The Godfather Part III is a terrible movie – not just by the standards of the Godfather films that preceded it, but by any metric – and Francis Ford Coppola’s subsequent tinkering has only made it worse.

The film that arrived in theaters in 1990 is a mess. Its plot is needlessly convoluted and poor at communicating its own narrative or stakes, and the structure and pace have none of the elegance of the first film, let alone the mastery of the second. The original cut is shorter than either of the 1970s films, but feels far longer. Having only three returning actors from the earlier movies – Al Pacino, Diane Keaton, and Talia Shire – really hurts the sense this is a continuing story, with the absence of Robert Duvall in particular felt powerfully. Two of those three act fundamentally out of character; the idea that Connie (Shire) doesn’t believe Michael killed Fredo – or, at least, chooses not to acknowledge it, and has instead stuck close to Michael ever since – is a deeply bizarre character choice given Connie was the member of the Corleone family who saw clearest through Michael’s exterior to the monster underneath. And that has nothing on the character assassination of Kay (Keaton), a woman who was so clear eyed about Michael’s evil that she aborted his baby rather than bring more of him into the world, here reduced to a hopeless nostalgic tearfully admitting “I’ll always love you.”

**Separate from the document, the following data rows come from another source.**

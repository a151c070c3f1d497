use axum::{
    extract::FromRequestParts,
    http::{StatusCode, header, request::Parts},
    response::{IntoResponse, Response},
};
use axum_extra::extract::cookie::CookieJar;

use crate::session::Identity;

pub const LOGIN_PATH: &str = "/login";

/// `302 Found` to `location`.
pub fn found(location: &'static str) -> Response {
    (StatusCode::FOUND, [(header::LOCATION, location)]).into_response()
}

/// A signed-in identity. Anyone else is sent to the login page before the
/// handler runs.
///
/// Group membership is checked once, at sign-in; the cookies are trusted
/// afterwards.
#[derive(Clone, Debug)]
pub struct Authorized(pub Identity);

impl<S> FromRequestParts<S> for Authorized
where
    S: Send + Sync,
{
    type Rejection = Response;

    async fn from_request_parts(parts: &mut Parts, _state: &S) -> Result<Self, Self::Rejection> {
        let identity = Identity::from_jar(&CookieJar::from_headers(&parts.headers));
        if identity.authenticated {
            Ok(Self(identity))
        } else {
            Err(found(LOGIN_PATH))
        }
    }
}
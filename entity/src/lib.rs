//! sea-orm entities for the staff directory.

pub mod employee;
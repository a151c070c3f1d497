//! Platform authentication helpers.
//!
//! Credentials are checked by an external identity gateway: a single JSON POST
//! that answers whether the password is valid and which directory groups the
//! user belongs to. Nothing here retries; one failed call is reported as-is.

use std::{fmt, time::Duration};

use async_trait::async_trait;
use serde::{Deserialize, Serialize};
use thiserror::Error;
use tracing::{debug, instrument};
use url::Url;

/// Upper bound for one gateway round trip.
pub const GATEWAY_TIMEOUT: Duration = Duration::from_secs(10);

#[derive(Debug, Error)]
pub enum GatewayError {
    #[error("failed to build gateway client: {0}")]
    Client(#[source] reqwest::Error),
    #[error("identity gateway unreachable: {0}")]
    Transport(#[source] reqwest::Error),
    #[error("identity gateway sent an undecodable response: {0}")]
    Decode(#[source] serde_json::Error),
}

/// Username and password as posted to the gateway.
#[derive(Clone, Serialize)]
pub struct Credentials {
    pub username: String,
    pub password: String,
}

impl Credentials {
    pub fn new(username: impl Into<String>, password: impl Into<String>) -> Self {
        Self {
            username: username.into(),
            password: password.into(),
        }
    }
}

impl fmt::Debug for Credentials {
    fn fmt(&self, f: &mut fmt::Formatter<'_>) -> fmt::Result {
        f.debug_struct("Credentials")
            .field("username", &self.username)
            .field("password", &"<redacted>")
            .finish()
    }
}

/// The gateway's answer for one set of credentials.
#[derive(Clone, Debug, Default, PartialEq, Eq)]
pub struct GatewayVerdict {
    pub success: bool,
    pub groups: Vec<String>,
}

#[derive(Deserialize)]
struct WireVerdict {
    success: bool,
    #[serde(default)]
    groups: Option<Vec<String>>,
}

impl From<WireVerdict> for GatewayVerdict {
    fn from(wire: WireVerdict) -> Self {
        Self {
            success: wire.success,
            groups: wire.groups.unwrap_or_default(),
        }
    }
}

/// Service of record for credential checks.
#[async_trait]
pub trait IdentityGateway: Send + Sync {
    async fn authenticate(&self, credentials: &Credentials) -> Result<GatewayVerdict, GatewayError>;
}

/// [`IdentityGateway`] over HTTP.
#[derive(Clone, Debug)]
pub struct HttpIdentityGateway {
    endpoint: Url,
    client: reqwest::Client,
}

impl HttpIdentityGateway {
    pub fn new(endpoint: Url) -> Result<Self, GatewayError> {
        Self::with_timeout(endpoint, GATEWAY_TIMEOUT)
    }

    pub fn with_timeout(endpoint: Url, timeout: Duration) -> Result<Self, GatewayError> {
        let client = reqwest::Client::builder()
            .timeout(timeout)
            .build()
            .map_err(GatewayError::Client)?;
        Ok(Self { endpoint, client })
    }

    pub fn endpoint(&self) -> &Url {
        &self.endpoint
    }
}

#[async_trait]
impl IdentityGateway for HttpIdentityGateway {
    #[instrument(name = "gateway.authenticate", skip_all, fields(username = %credentials.username))]
    async fn authenticate(&self, credentials: &Credentials) -> Result<GatewayVerdict, GatewayError> {
        let response = self
            .client
            .post(self.endpoint.clone())
            .json(credentials)
            .send()
            .await
            .map_err(GatewayError::Transport)?;
        // A rejection may arrive with a 4xx status; the body decides.
        let status = response.status();
        let body = response.bytes().await.map_err(GatewayError::Transport)?;
        let wire: WireVerdict = serde_json::from_slice(&body).map_err(GatewayError::Decode)?;
        debug!(%status, success = wire.success, "gateway answered");
        Ok(wire.into())
    }
}
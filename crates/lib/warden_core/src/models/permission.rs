// @awa-component: PRM-Schema
//
//! Role/menu permission models.
//!
//! Types matching the `menus` and `role_menus` tables plus the CRUD action
//! vocabulary used by the decision engine.

use std::str::FromStr;

use serde::{Deserialize, Serialize};

/// Menu category. Partitions permission sets by consumer type.
#[derive(Debug, Clone, Copy, PartialEq, Eq, Hash, Serialize, Deserialize)]
pub enum MenuCategory {
    /// Interactive pages rendered by the client.
    Page,
    /// Programmatic endpoints guarded per request.
    Api,
    /// Mobile client screens.
    Mobile,
}

impl MenuCategory {
    /// Database text representation.
    pub fn as_str(&self) -> &'static str {
        match self {
            MenuCategory::Page => "Page",
            MenuCategory::Api => "Api",
            MenuCategory::Mobile => "Mobile",
        }
    }
}

impl std::fmt::Display for MenuCategory {
    fn fmt(&self, f: &mut std::fmt::Formatter<'_>) -> std::fmt::Result {
        f.write_str(self.as_str())
    }
}

impl FromStr for MenuCategory {
    type Err = String;

    fn from_str(s: &str) -> Result<Self, Self::Err> {
        match s {
            "Page" => Ok(MenuCategory::Page),
            "Api" => Ok(MenuCategory::Api),
            "Mobile" => Ok(MenuCategory::Mobile),
            other => Err(format!("unknown menu category '{other}'")),
        }
    }
}

/// CRUD operation kind requested by the resource service.
#[derive(Debug, Clone, Copy, PartialEq, Eq, Hash, Serialize, Deserialize)]
pub enum Action {
    Create,
    Read,
    Update,
    Delete,
}

impl Action {
    pub fn as_str(&self) -> &'static str {
        match self {
            Action::Create => "create",
            Action::Read => "read",
            Action::Update => "update",
            Action::Delete => "delete",
        }
    }
}

impl std::fmt::Display for Action {
    fn fmt(&self, f: &mut std::fmt::Formatter<'_>) -> std::fmt::Result {
        f.write_str(self.as_str())
    }
}

/// Menu row.
#[derive(Debug, Clone, PartialEq, Eq, Serialize, Deserialize)]
#[serde(rename_all = "camelCase")]
pub struct Menu {
    pub id: i64,
    pub name: String,
    /// Resource path the menu guards. Menus without a path never match.
    pub path: Option<String>,
    pub category: MenuCategory,
}

/// Role/menu grant row joined to its menu.
#[derive(Debug, Clone, PartialEq, Eq, Serialize, Deserialize)]
#[serde(rename_all = "camelCase")]
pub struct RoleMenuGrant {
    pub role_id: i64,
    pub menu_id: i64,
    pub can_create: bool,
    pub can_read: bool,
    pub can_update: bool,
    pub can_delete: bool,
    pub is_active: bool,
    pub menu: Menu,
}

impl RoleMenuGrant {
    /// Whether this grant carries the flag for `action`.
    pub fn allows(&self, action: Action) -> bool {
        match action {
            Action::Create => self.can_create,
            Action::Read => self.can_read,
            Action::Update => self.can_update,
            Action::Delete => self.can_delete,
        }
    }
}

And that instinct – to have characters like Kay and Connie give Michael additional chances when the character is so far past the possibility of forgiveness – is Part III’s ultimate Achilles heel. I know the film does not ultimately redeem Michael – it damns him, albeit through the death of his daughter – but the fatal flaw, to me, is that it even entertains the idea of redemption for so much of its runtime. Pacino does his absolute best to sell what Coppola gives him, but Parts I and II were at their core about a man who methodically cordons off parts of his soul until he is so cold he can kill his own brother. A person who can do that is not someone who wants, or probably even thinks he needs, redemption – that’s the point of the journey traced in those earlier films. There is no story to tell here, but even if there was, this certainly isn’t it.

The film tries on multiple occasions to recreate the magic of iconic scenes from the first two films, and each instance just underlines the width of the chasm separating these works. Vito’s assassination of Fanucci amidst the neighborhood festa is recreated here when Vincent kills Joey Zasa, and the whole thing is just sad; a once-great director limply restaging the best scene of his career, and coming up totally empty, almost as if this is a direct-to-video rip-off rather than an honest-to-God sequel. And that scene has nothing on the abject mess that is the Opera climax in Rome, which is endlessly long and horribly paced, a stop-start mess where all the moving parts feel exhausting rather than exhilarating. It has none of the fluidity or gracefulness of the baptism climax from Part I, going on and on and on with dozens of parallel cuts before any of the action actually goes down; and when the bullets start flying, the cast at this point is so thin that we don’t know any of the characters doing the killing. Instead of Clemenza climbing the stairs to strangle Connie’s abusive husband Carlo, it’s a procession of glorified extras criss-crossing, the viewer unable to keep any of it straight.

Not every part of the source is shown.